Search the listing below for the string "Network" and show each line that contains it.

Exercise data ->
╔══
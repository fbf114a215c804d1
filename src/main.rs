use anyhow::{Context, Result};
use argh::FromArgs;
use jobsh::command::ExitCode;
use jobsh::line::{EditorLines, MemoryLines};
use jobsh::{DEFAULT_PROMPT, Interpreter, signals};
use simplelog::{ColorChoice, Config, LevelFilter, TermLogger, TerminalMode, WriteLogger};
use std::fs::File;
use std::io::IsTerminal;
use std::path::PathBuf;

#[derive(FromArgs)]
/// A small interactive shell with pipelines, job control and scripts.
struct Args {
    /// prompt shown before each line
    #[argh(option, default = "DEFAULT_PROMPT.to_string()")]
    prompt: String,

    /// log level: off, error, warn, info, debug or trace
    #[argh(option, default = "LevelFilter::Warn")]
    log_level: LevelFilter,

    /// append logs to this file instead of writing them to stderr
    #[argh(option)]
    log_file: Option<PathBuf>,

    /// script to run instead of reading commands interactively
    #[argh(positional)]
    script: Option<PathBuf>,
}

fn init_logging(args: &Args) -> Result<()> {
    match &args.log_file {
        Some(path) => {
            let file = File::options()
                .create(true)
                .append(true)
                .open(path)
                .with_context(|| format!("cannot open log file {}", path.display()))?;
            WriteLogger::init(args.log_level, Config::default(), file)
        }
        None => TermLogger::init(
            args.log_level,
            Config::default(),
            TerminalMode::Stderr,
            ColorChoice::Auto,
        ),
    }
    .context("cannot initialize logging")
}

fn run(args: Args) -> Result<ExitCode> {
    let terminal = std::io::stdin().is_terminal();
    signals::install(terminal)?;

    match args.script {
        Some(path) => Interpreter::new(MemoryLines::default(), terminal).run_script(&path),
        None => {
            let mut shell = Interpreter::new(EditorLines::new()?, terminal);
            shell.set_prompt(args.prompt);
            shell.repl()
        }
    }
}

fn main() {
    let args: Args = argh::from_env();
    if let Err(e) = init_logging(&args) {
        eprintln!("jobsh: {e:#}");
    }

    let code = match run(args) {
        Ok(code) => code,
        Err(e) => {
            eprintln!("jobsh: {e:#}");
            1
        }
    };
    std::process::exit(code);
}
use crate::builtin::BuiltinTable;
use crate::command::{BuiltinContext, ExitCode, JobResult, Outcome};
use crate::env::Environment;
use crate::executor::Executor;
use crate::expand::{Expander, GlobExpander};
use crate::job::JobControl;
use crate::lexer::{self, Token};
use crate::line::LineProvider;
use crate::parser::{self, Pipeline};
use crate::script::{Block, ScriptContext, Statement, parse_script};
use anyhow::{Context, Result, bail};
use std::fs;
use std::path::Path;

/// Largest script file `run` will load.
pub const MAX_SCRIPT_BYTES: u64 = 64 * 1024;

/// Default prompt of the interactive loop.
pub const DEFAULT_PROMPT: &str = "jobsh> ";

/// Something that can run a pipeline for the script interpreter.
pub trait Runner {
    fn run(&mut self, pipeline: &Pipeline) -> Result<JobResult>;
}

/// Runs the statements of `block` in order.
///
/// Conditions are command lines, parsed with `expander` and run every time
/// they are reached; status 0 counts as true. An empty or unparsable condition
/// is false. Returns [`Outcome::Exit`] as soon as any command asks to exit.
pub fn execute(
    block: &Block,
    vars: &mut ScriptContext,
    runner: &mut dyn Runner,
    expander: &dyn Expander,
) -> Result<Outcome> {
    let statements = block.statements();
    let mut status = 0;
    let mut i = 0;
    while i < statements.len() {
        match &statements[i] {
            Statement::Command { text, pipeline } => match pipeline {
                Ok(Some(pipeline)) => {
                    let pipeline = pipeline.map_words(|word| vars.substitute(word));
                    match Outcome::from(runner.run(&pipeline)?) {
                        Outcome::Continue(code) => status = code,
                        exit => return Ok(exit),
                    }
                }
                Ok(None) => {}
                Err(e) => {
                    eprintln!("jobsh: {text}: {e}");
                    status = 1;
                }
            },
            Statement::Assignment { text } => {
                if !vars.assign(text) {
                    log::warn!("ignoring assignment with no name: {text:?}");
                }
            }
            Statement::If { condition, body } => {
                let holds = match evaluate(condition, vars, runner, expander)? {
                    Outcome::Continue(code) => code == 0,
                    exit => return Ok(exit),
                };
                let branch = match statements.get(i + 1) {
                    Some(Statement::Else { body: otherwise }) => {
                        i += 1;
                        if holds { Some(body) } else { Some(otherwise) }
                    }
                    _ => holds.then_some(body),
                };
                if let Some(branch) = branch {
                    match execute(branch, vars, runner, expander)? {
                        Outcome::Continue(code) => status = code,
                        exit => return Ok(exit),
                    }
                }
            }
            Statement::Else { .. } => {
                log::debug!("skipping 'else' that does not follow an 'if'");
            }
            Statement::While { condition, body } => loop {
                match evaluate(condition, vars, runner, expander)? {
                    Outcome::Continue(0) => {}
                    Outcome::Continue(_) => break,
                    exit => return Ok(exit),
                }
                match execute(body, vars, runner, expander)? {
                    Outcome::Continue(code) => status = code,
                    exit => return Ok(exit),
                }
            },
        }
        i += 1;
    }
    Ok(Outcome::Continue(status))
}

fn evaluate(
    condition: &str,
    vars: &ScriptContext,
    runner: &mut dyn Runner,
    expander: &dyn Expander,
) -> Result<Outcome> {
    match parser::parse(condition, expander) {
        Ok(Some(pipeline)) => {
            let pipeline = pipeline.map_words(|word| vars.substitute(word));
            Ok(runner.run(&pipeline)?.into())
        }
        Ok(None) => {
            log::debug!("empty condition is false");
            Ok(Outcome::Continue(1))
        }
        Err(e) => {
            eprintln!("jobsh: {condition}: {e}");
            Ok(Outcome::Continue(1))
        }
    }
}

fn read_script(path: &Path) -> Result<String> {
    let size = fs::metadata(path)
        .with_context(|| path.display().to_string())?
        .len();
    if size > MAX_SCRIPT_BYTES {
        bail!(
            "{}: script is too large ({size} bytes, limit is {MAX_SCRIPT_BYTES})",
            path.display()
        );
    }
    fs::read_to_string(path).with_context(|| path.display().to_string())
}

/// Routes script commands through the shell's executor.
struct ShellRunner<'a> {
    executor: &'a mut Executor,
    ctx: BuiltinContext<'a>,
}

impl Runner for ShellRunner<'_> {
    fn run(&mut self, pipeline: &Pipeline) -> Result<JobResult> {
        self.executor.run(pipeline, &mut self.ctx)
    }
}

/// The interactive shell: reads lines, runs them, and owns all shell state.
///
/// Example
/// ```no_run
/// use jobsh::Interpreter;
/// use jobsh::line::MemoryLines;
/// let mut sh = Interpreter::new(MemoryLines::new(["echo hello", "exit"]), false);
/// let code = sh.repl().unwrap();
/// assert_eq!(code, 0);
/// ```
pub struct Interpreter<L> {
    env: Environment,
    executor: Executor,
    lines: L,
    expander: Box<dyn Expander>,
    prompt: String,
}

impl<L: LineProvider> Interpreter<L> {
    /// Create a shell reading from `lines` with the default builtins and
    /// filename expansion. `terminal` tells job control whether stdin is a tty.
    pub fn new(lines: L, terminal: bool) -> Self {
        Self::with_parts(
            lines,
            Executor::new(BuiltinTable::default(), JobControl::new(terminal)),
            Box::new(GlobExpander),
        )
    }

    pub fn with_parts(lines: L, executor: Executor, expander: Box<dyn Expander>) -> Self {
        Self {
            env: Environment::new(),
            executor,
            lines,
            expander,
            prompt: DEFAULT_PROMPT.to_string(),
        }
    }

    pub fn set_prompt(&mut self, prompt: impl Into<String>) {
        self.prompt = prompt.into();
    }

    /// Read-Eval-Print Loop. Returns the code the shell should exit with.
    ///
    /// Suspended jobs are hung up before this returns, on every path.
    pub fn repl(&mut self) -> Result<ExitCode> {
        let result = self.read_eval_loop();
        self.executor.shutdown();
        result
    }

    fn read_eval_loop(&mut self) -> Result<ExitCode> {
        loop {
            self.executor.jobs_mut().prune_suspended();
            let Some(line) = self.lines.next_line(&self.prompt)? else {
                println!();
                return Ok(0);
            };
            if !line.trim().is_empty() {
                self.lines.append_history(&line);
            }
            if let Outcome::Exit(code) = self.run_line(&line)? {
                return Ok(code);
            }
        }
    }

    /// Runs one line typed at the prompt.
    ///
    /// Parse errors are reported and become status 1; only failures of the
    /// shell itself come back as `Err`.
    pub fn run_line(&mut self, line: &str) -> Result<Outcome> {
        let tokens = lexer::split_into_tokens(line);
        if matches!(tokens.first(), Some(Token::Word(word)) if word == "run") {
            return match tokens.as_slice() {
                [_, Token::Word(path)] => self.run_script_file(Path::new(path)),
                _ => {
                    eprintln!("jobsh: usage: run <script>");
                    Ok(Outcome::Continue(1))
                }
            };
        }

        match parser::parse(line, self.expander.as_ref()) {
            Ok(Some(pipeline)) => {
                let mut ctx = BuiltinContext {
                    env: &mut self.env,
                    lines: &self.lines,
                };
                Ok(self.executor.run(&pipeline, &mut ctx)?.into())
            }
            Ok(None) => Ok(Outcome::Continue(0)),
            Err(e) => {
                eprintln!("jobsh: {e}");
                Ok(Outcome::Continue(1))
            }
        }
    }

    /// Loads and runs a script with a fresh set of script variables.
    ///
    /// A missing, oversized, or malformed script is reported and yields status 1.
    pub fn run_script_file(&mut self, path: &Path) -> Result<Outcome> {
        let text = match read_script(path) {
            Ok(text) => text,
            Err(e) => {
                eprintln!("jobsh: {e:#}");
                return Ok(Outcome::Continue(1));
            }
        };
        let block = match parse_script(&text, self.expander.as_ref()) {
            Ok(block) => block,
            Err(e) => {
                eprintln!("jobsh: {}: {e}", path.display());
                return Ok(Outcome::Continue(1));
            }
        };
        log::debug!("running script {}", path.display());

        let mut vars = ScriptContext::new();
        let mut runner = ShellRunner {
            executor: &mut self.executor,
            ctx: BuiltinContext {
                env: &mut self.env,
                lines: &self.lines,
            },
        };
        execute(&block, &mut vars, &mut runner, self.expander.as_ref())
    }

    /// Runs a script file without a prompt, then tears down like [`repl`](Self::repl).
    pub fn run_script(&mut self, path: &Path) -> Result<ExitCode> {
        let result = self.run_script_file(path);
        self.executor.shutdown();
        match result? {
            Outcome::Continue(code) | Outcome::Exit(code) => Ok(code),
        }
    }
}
╚══
╔══
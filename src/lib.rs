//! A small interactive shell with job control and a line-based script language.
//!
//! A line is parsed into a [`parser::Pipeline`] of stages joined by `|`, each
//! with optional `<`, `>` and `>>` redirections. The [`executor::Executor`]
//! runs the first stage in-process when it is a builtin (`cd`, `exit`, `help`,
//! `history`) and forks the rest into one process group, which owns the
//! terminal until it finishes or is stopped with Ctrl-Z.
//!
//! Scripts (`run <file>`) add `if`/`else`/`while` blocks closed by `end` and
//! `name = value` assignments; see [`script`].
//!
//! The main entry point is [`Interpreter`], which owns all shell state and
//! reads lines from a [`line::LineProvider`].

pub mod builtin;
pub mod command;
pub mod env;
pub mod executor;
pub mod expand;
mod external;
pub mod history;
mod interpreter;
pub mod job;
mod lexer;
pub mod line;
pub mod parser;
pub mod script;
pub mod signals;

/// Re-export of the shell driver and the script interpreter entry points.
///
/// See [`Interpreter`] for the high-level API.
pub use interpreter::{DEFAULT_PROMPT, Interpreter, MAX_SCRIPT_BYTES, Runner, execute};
╚══
╔══
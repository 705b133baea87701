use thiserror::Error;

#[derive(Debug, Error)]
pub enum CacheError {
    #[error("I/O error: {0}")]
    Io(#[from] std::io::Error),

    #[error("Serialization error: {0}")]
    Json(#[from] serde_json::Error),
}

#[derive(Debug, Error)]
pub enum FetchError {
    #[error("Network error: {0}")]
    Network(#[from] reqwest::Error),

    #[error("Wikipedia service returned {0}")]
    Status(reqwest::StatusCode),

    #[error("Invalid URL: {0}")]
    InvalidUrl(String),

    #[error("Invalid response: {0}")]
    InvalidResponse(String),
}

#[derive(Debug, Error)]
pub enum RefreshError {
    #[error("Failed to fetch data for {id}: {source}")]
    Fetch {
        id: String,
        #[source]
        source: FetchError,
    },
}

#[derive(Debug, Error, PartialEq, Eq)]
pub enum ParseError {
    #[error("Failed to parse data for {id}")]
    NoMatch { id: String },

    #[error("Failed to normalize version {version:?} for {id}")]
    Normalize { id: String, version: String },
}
╚══
Written reply ->
    #[error("Network error: {0}")]
    Network(#[from] reqwest::Error),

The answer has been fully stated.